**EXTRACTED RECORDS**:
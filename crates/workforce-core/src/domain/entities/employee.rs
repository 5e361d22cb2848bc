//! Employee entity.

use crate::{Entity, Field, Value};
use chrono::{NaiveDate, NaiveDateTime};
use serde::{Deserialize, Serialize};
use uuid::Uuid;

/// An employee record of the human resources schema.
///
/// `business_entity_id` is the surrogate identity; `national_id_number` is
/// the natural key callers look employees up by.
#[derive(Debug, Clone, PartialEq, Eq, Serialize, Deserialize)]
pub struct Employee {
    pub business_entity_id: i32,
    pub national_id_number: String,
    pub login_id: String,
    pub organization_level: Option<i16>,
    pub job_title: String,
    pub birth_date: NaiveDate,
    /// `M` = married, `S` = single.
    pub marital_status: String,
    /// `M` = male, `F` = female.
    pub gender: String,
    pub hire_date: NaiveDate,
    /// Whether the job is salaried (exempt from overtime).
    pub salaried_flag: bool,
    pub vacation_hours: i16,
    pub sick_leave_hours: i16,
    /// `false` once the employee is no longer active.
    pub current_flag: bool,
    pub rowguid: Uuid,
    pub modified_date: NaiveDateTime,
}

impl Employee {
    /// Refreshes the modification timestamp.
    pub fn touch(&mut self) {
        self.modified_date = chrono::Utc::now().naive_utc();
    }
}

/// Addressable columns of [`Employee`].
#[derive(Debug, Clone, Copy, PartialEq, Eq, Hash)]
pub enum EmployeeField {
    BusinessEntityId,
    NationalIdNumber,
    LoginId,
    OrganizationLevel,
    JobTitle,
    BirthDate,
    MaritalStatus,
    Gender,
    HireDate,
    SalariedFlag,
    VacationHours,
    SickLeaveHours,
    CurrentFlag,
    Rowguid,
    ModifiedDate,
}

impl Field for EmployeeField {
    const ALL: &'static [Self] = &[
        Self::BusinessEntityId,
        Self::NationalIdNumber,
        Self::LoginId,
        Self::OrganizationLevel,
        Self::JobTitle,
        Self::BirthDate,
        Self::MaritalStatus,
        Self::Gender,
        Self::HireDate,
        Self::SalariedFlag,
        Self::VacationHours,
        Self::SickLeaveHours,
        Self::CurrentFlag,
        Self::Rowguid,
        Self::ModifiedDate,
    ];

    fn column(self) -> &'static str {
        match self {
            Self::BusinessEntityId => "business_entity_id",
            Self::NationalIdNumber => "national_id_number",
            Self::LoginId => "login_id",
            Self::OrganizationLevel => "organization_level",
            Self::JobTitle => "job_title",
            Self::BirthDate => "birth_date",
            Self::MaritalStatus => "marital_status",
            Self::Gender => "gender",
            Self::HireDate => "hire_date",
            Self::SalariedFlag => "salaried_flag",
            Self::VacationHours => "vacation_hours",
            Self::SickLeaveHours => "sick_leave_hours",
            Self::CurrentFlag => "current_flag",
            Self::Rowguid => "rowguid",
            Self::ModifiedDate => "modified_date",
        }
    }
}

impl Entity for Employee {
    type Id = i32;
    type Field = EmployeeField;

    const NAME: &'static str = "Employee";
    const KEY: EmployeeField = EmployeeField::BusinessEntityId;
    const UNIQUE: &'static [(&'static str, EmployeeField)] = &[
        ("uk_employee_national_id_number", EmployeeField::NationalIdNumber),
        ("uk_employee_login_id", EmployeeField::LoginId),
        ("uk_employee_rowguid", EmployeeField::Rowguid),
    ];

    fn id(&self) -> i32 {
        self.business_entity_id
    }

    fn value_of(&self, field: EmployeeField) -> Value {
        match field {
            EmployeeField::BusinessEntityId => self.business_entity_id.into(),
            EmployeeField::NationalIdNumber => self.national_id_number.as_str().into(),
            EmployeeField::LoginId => self.login_id.as_str().into(),
            EmployeeField::OrganizationLevel => self.organization_level.into(),
            EmployeeField::JobTitle => self.job_title.as_str().into(),
            EmployeeField::BirthDate => self.birth_date.into(),
            EmployeeField::MaritalStatus => self.marital_status.as_str().into(),
            EmployeeField::Gender => self.gender.as_str().into(),
            EmployeeField::HireDate => self.hire_date.into(),
            EmployeeField::SalariedFlag => self.salaried_flag.into(),
            EmployeeField::VacationHours => self.vacation_hours.into(),
            EmployeeField::SickLeaveHours => self.sick_leave_hours.into(),
            EmployeeField::CurrentFlag => self.current_flag.into(),
            EmployeeField::Rowguid => self.rowguid.into(),
            EmployeeField::ModifiedDate => self.modified_date.into(),
        }
    }
}

#[cfg(test)]
mod tests {
    use super::*;
    use crate::Predicate;

    fn ken() -> Employee {
        Employee {
            business_entity_id: 1,
            national_id_number: "295847284".to_string(),
            login_id: "adventure-works\\ken0".to_string(),
            organization_level: None,
            job_title: "Chief Executive Officer".to_string(),
            birth_date: NaiveDate::from_ymd_opt(1969, 1, 29).unwrap(),
            marital_status: "S".to_string(),
            gender: "M".to_string(),
            hire_date: NaiveDate::from_ymd_opt(2009, 1, 14).unwrap(),
            salaried_flag: true,
            vacation_hours: 99,
            sick_leave_hours: 69,
            current_flag: true,
            rowguid: Uuid::nil(),
            modified_date: NaiveDate::from_ymd_opt(2014, 6, 30)
                .unwrap()
                .and_hms_opt(0, 0, 0)
                .unwrap(),
        }
    }

    #[test]
    fn test_values_follow_column_order() {
        let values = ken().values();
        assert_eq!(values.len(), EmployeeField::ALL.len());
        assert_eq!(values[0], (EmployeeField::BusinessEntityId, Value::Int(1)));
        assert_eq!(values[3], (EmployeeField::OrganizationLevel, Value::Null));
    }

    #[test]
    fn test_predicate_by_natural_key() {
        let employee = ken();
        assert!(Predicate::eq(EmployeeField::NationalIdNumber, "295847284").matches(&employee));
        assert!(!Predicate::eq(EmployeeField::NationalIdNumber, "14417807").matches(&employee));
        assert!(Predicate::is_null(EmployeeField::OrganizationLevel).matches(&employee));
    }

    #[test]
    fn test_touch_updates_modified_date() {
        let mut employee = ken();
        let before = employee.modified_date;
        employee.touch();
        assert!(employee.modified_date > before);
    }
}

**WORK TO COMPLETE**:
Please output, exactly, the lines of the listing from the one containing "employee.touch();" through the last, inclusive, and no other lines.

**REPLY**:
        employee.touch();
        assert!(employee.modified_date > before);
    }
}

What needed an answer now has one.